Таким образом, и в повести «Нос» фантастическое выражено на различных уровнях: образном, сюжетном, мотивном, лексическом (использование фразеологии; анаграмма «нос» / «сон» как одна из отвергнутых в итоге автором мотивировок ); и на всех этих уровнях, оно, во-первых, помогает создать смысловое единство повести, а во-вторых, служит средством связи данной повести с другими повестями петербургского цикла. Также очевидно, что в этой повести мы имеем дело с наиболее классическим выражением концепции фантастического, характерной, по мнению В.М. Марковича, для развития русского романтизма - с использованием «завуалированной фантастики».

2.5 Фантастическое в повести «Портрет»

Рассмотрим фантастическое на различных уровнях в следующей повести цикла - «Портрет».

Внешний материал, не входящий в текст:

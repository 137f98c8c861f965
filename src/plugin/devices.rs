use crate::host::{DeviceKind, DeviceSpec, SYSTEM_DEVICE_ID};
use crate::sessy::PowerStrategy;

pub const UNIT_STATE_OF_CHARGE: u8 = 1;
pub const UNIT_POWER: u8 = 2;
pub const UNIT_CHARGED: u8 = 3;
pub const UNIT_DISCHARGED: u8 = 4;
pub const UNIT_STRATEGY: u8 = 5;
pub const UNIT_SETPOINT: u8 = 6;
pub const UNIT_SYSTEM_STATE: u8 = 7;
pub const UNIT_ENERGY_STORED: u8 = 8;
pub const UNIT_ENERGY_DELIVERED: u8 = 9;
pub const UNIT_SCHEDULE: u8 = 10;

pub const UNIT_P1_METER: u8 = 1;
pub const UNIT_P1_POWER: u8 = 2;

fn spec(device_id: &str, unit: u8, label: &str, kind: DeviceKind) -> DeviceSpec {
    DeviceSpec {
        device_id: device_id.to_string(),
        unit,
        name: format!("{} - {}", device_id, label),
        kind,
    }
}

/// Units shared by batteries and the system device
fn common_specs(device_id: &str) -> Vec<DeviceSpec> {
    vec![
        spec(device_id, UNIT_STATE_OF_CHARGE, "State of charge", DeviceKind::Percentage),
        spec(device_id, UNIT_POWER, "Power", DeviceKind::Usage),
        spec(device_id, UNIT_CHARGED, "Charged", DeviceKind::Counter),
        spec(device_id, UNIT_DISCHARGED, "Discharged", DeviceKind::Counter),
        spec(
            device_id,
            UNIT_STRATEGY,
            "Strategy",
            DeviceKind::Selector {
                levels: PowerStrategy::selector_levels(),
            },
        ),
        spec(device_id, UNIT_SETPOINT, "Setpoint", DeviceKind::Setpoint),
        spec(device_id, UNIT_ENERGY_STORED, "Energy stored", DeviceKind::Counter),
        spec(device_id, UNIT_ENERGY_DELIVERED, "Energy delivered", DeviceKind::Counter),
    ]
}

pub fn battery_specs(name: &str) -> Vec<DeviceSpec> {
    let mut specs = common_specs(name);
    specs.push(spec(name, UNIT_SYSTEM_STATE, "System state", DeviceKind::Text));
    specs
}

pub fn system_specs() -> Vec<DeviceSpec> {
    let mut specs = common_specs(SYSTEM_DEVICE_ID);
    specs.push(spec(SYSTEM_DEVICE_ID, UNIT_SCHEDULE, "Schedule", DeviceKind::Text));
    specs
}

pub fn p1_specs(name: &str) -> Vec<DeviceSpec> {
    vec![
        spec(name, UNIT_P1_METER, "Meter", DeviceKind::SmartMeter),
        spec(name, UNIT_P1_POWER, "Net power", DeviceKind::Usage),
    ]
}
//! Bounded retry with cubic backoff around vendor calls

use crate::config::PluginConfig;
use crate::error::{Result, SessyError};
use crate::logging::StructuredLogger;
use std::future::Future;
use std::time::Duration;

/// How often and how patiently a vendor call is repeated
#[derive(Debug, Clone, Copy, PartialEq, Eq)]
pub struct RetryPolicy {
    attempts: u32,
    base_delay: Duration,
}

impl Default for RetryPolicy {
    fn default() -> Self {
        Self::new(3, Duration::from_secs(1))
    }
}

impl RetryPolicy {
    pub fn new(attempts: u32, base_delay: Duration) -> Self {
        Self {
            attempts: attempts.max(1),
            base_delay,
        }
    }

    pub fn from_config(config: &PluginConfig) -> Self {
        Self::new(
            config.retry_attempts,
            Duration::from_millis(config.retry_base_delay_ms),
        )
    }

    pub fn attempts(&self) -> u32 {
        self.attempts
    }

    /// Wait after failed attempt `attempt` (1-based): `attempt^3` base units
    pub fn delay_for(&self, attempt: u32) -> Duration {
        self.base_delay * attempt.saturating_pow(3)
    }

    /// Run `op` until it succeeds or the attempts run out
    ///
    /// Request and transport errors are retried after the backoff delay.
    /// Any other error is returned immediately. When every attempt fails the
    /// result is [`SessyError::TooManyRetries`].
    pub async fn run<T, F, Fut>(&self, what: &str, logger: &StructuredLogger, mut op: F) -> Result<T>
    where
        F: FnMut() -> Fut,
        Fut: Future<Output = Result<T>>,
    {
        for attempt in 1..=self.attempts {
            match op().await {
                Ok(value) => return Ok(value),
                Err(e) if e.is_retryable() => {
                    let delay = self.delay_for(attempt);
                    logger.warn(&format!(
                        "{} failed (attempt {}/{}): {}; waiting {:?}",
                        what, attempt, self.attempts, e, delay
                    ));
                    tokio::time::sleep(delay).await;
                }
                Err(e) => return Err(e),
            }
        }
        logger.error(&format!("{} failed after {} attempts", what, self.attempts));
        Err(SessyError::TooManyRetries)
    }
}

Г. А. Гуковский отметил в «Портрете» тему гнусной и губительной власти денег - то есть не демонического, а скорее социального зла, хотя и связанного с метафизическим («нечистое» начало, персонифицируемое ростовщиком). Ученый полагает, что вторая редакция этой повести -- не столько вариант повести «Арабесок», сколько новое произведение, в основе идейного содержания и в художественном изложении весьма значительно отличающееся от тем, идей и изложения первого «Портрета» .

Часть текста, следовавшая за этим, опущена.